Sustaining Dairying is All About Costs28 October 2013
GLOBAL - Each litre of milk sold in the world has a production cost of which 70-80 per cent is incurred at producer level.
Managing economic sustainability and profits is therefore determined by controlling these costs, according to the International Farm Comparison Network.
Presenting world dairy production figures at the World Dairy Forum in Cologne, Germany, last month, managing director of the IFCN, Torsten Hemme said that dairy farmers have to be competitive with different milk producing systems and announced that a cost defining tool is progressing to aid farm efficiency.
Average herd figures show the variety in systems being employed around the world and the gulf in production costs.
Available data from 2011 showed that milk is more expensive to produce in Canada than the US and that Italian and Scandinavian producers had higher costs than France, Spain and Germany, which in turn had higher costs than the UK.
Milk was cheapest to produce in central Africa and Pakistan as Australia and New Zealand benefitted from cheaper farming than global competitors in the US and EU.
The IFCN expects world milk output to increase 2.3 per cent over the next 10 years, to be driven largely by 50 per cent increases within India, Africa and South America.
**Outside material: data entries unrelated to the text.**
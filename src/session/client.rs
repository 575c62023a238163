//! Authenticated HTTP session with in-band token rotation.
//!
//! One [`SessionClient`] owns the process-wide reqwest client and the
//! [`RotatingJar`]. Its `get` is an atomic "(send, receive, merge-cookies)"
//! operation: every response's `Set-Cookie` headers are folded into the jar
//! before the response is handed back, so the next request always carries
//! the freshest token. Ignoring rotations invalidates the session within a
//! handful of calls.

use std::path::PathBuf;
use std::sync::Arc;
use std::sync::atomic::{AtomicU32, Ordering};
use std::time::Duration;

use reqwest::header::{CONTENT_TYPE, COOKIE};
use reqwest::{Client, Response, StatusCode};
use serde::de::DeserializeOwned;
use tracing::{debug, instrument, warn};

use super::error::SessionError;
use super::jar::RotatingJar;
use crate::user_agent;

/// Default connect timeout for all session requests.
pub const CONNECT_TIMEOUT: Duration = Duration::from_secs(10);

/// Default read timeout for all session requests.
pub const READ_TIMEOUT: Duration = Duration::from_secs(30);

/// Per-request options for [`SessionClient::get`].
#[derive(Debug, Default, Clone)]
pub struct GetOptions {
    /// Extra request headers (name, value) pairs.
    pub headers: Vec<(String, String)>,
    /// Overrides the default read timeout.
    pub timeout: Option<Duration>,
    /// The endpoint is expected to answer JSON; an HTML body means the
    /// provider bounced the request to its login page.
    pub expect_json: bool,
}

impl GetOptions {
    /// Options for a JSON API endpoint.
    #[must_use]
    pub fn json() -> Self {
        Self {
            expect_json: true,
            ..Self::default()
        }
    }
}

/// Shared HTTP session: one client, one cookie jar, serial use.
///
/// The client itself is cheap to share (`Arc` internally); the pipeline
/// discipline of one in-flight request at a time is the caller's contract,
/// enforced by the job controller's serial loop.
#[derive(Debug)]
pub struct SessionClient {
    client: Client,
    jar: Arc<RotatingJar>,
    cookie_path: Option<PathBuf>,
    save_interval: u32,
    books_since_save: AtomicU32,
}

impl SessionClient {
    /// Creates a session over `jar`, persisting to `cookie_path` every
    /// `save_interval` completed books (and once more on flush).
    ///
    /// # Errors
    ///
    /// Returns [`SessionError::Transport`]-flavored build failure only if
    /// the TLS backend cannot initialize; static configuration otherwise
    /// always builds.
    pub fn new(
        jar: Arc<RotatingJar>,
        cookie_path: Option<PathBuf>,
        save_interval: u32,
    ) -> Result<Self, reqwest::Error> {
        let client = Client::builder()
            .connect_timeout(CONNECT_TIMEOUT)
            .timeout(READ_TIMEOUT)
            .gzip(true)
            .user_agent(user_agent::default_user_agent())
            .build()?;
        Ok(Self {
            client,
            jar,
            cookie_path,
            save_interval: save_interval.max(1),
            books_since_save: AtomicU32::new(0),
        })
    }

    /// The session's cookie jar.
    #[must_use]
    pub fn jar(&self) -> &Arc<RotatingJar> {
        &self.jar
    }

    /// Issues a GET with current cookies and merges rotated tokens.
    ///
    /// Contract:
    /// - 2xx and non-auth 4xx: returns the response, jar already updated.
    /// - 401/403, or HTML from an endpoint marked `expect_json`: [`SessionError::AuthFailed`].
    /// - timeout / connection failure: [`SessionError::Timeout`] / [`SessionError::Transport`].
    ///
    /// # Errors
    ///
    /// See the contract above. 5xx statuses are returned as `Ok` here;
    /// typed helpers ([`Self::get_json`], [`Self::get_success`]) promote
    /// them to [`SessionError::HttpStatus`] for the retry layer.
    #[instrument(level = "debug", skip(self, opts), fields(url = %url))]
    pub async fn get(&self, url: &str, opts: &GetOptions) -> Result<Response, SessionError> {
        let mut request = self.client.get(url);
        if let Some(header) = self.jar.cookie_header() {
            request = request.header(COOKIE, header);
        }
        for (name, value) in &opts.headers {
            request = request.header(name.as_str(), value.as_str());
        }
        if let Some(timeout) = opts.timeout {
            request = request.timeout(timeout);
        }

        let response = request
            .send()
            .await
            .map_err(|e| SessionError::transport(url, e))?;

        // Merge-before-return is the rotation invariant: by the time any
        // caller sees this response, the jar already holds its tokens.
        let rotated = self.jar.merge_from_headers(response.headers());
        if rotated > 0 {
            debug!(rotated, "merged rotated cookies");
        }

        let status = response.status();
        if matches!(status, StatusCode::UNAUTHORIZED | StatusCode::FORBIDDEN) {
            return Err(SessionError::auth(url, status.as_u16()));
        }

        if opts.expect_json && is_html(&response) {
            warn!(url = %url, "JSON endpoint answered with HTML; session is deauthenticated");
            return Err(SessionError::auth(url, 0));
        }

        Ok(response)
    }

    /// GET returning the response only on 2xx; other statuses become
    /// [`SessionError::HttpStatus`] (with Retry-After captured for the
    /// retry layer). Used for chapter bodies and asset streams.
    ///
    /// # Errors
    ///
    /// Everything [`Self::get`] returns, plus `HttpStatus` on non-2xx.
    pub async fn get_success(
        &self,
        url: &str,
        opts: &GetOptions,
    ) -> Result<Response, SessionError> {
        let response = self.get(url, opts).await?;
        let status = response.status();
        if !status.is_success() {
            let retry_after = response
                .headers()
                .get(reqwest::header::RETRY_AFTER)
                .and_then(|v| v.to_str().ok())
                .map(ToString::to_string);
            return Err(SessionError::http_status(url, status.as_u16(), retry_after));
        }
        Ok(response)
    }

    /// GET decoding a 2xx JSON body into `T`.
    ///
    /// # Errors
    ///
    /// Everything [`Self::get_success`] returns, plus
    /// [`SessionError::Decode`] when the body is not valid `T`.
    pub async fn get_json<T: DeserializeOwned>(&self, url: &str) -> Result<T, SessionError> {
        let response = self.get_success(url, &GetOptions::json()).await?;
        response.json::<T>().await.map_err(|e| SessionError::Decode {
            url: url.to_string(),
            detail: e.to_string(),
        })
    }

    /// Notes one completed book; persists the jar every `save_interval`
    /// books when a cookie path is configured.
    ///
    /// # Errors
    ///
    /// Returns [`SessionError::CookieIo`] when the periodic save fails;
    /// fatal to the job, since losing rotated tokens strands the session.
    pub fn book_completed(&self) -> Result<(), SessionError> {
        let completed = self.books_since_save.fetch_add(1, Ordering::SeqCst) + 1;
        if completed >= self.save_interval {
            self.books_since_save.store(0, Ordering::SeqCst);
            self.flush_cookies()?;
        }
        Ok(())
    }

    /// Persists the jar now (graceful shutdown, end of run).
    ///
    /// # Errors
    ///
    /// Returns [`SessionError::CookieIo`] on write failure.
    pub fn flush_cookies(&self) -> Result<(), SessionError> {
        if let Some(path) = &self.cookie_path {
            self.jar.save(path)?;
        }
        Ok(())
    }
}

fn is_html(response: &Response) -> bool {
    response
        .headers()
        .get(CONTENT_TYPE)
        .and_then(|v| v.to_str().ok())
        .is_some_and(|ct| ct.to_ascii_lowercase().contains("text/html"))
}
Europe, the US and Russia are not expected to lift production greatly, the US being the highest of the three at an estimated 15 per cent.
This was part of several presentations at the Forum which underscored how important economic stability and sustainability are for the dairy sector.
Michel Nalet, European Dairy Association president, discussed national sustainability strategies in the Netherlands and UK.
He told TheDairySite that the two programmes extend beyond the scope of farm economics and into environmental measures.
Both the UK’s Dairy Roadmap and the Dutch Sustainable Dairy Chain have made inroads into reducing the impacts from farmers and processors making the industry ‘greener’.
“The UK’S Dairy roadmap has yielded a 73 per cent reduction in waste to landfill on the processors’ side, and an uptake of 78 per cent of water efficiency measures on the producers’ side,” said Mr Nalet.
“The Dutch project, presented by Mr. Boer from FrieslandCampina, laid out clear targets in relation to climate and energy, animal welfare, grazing and biodiversity.”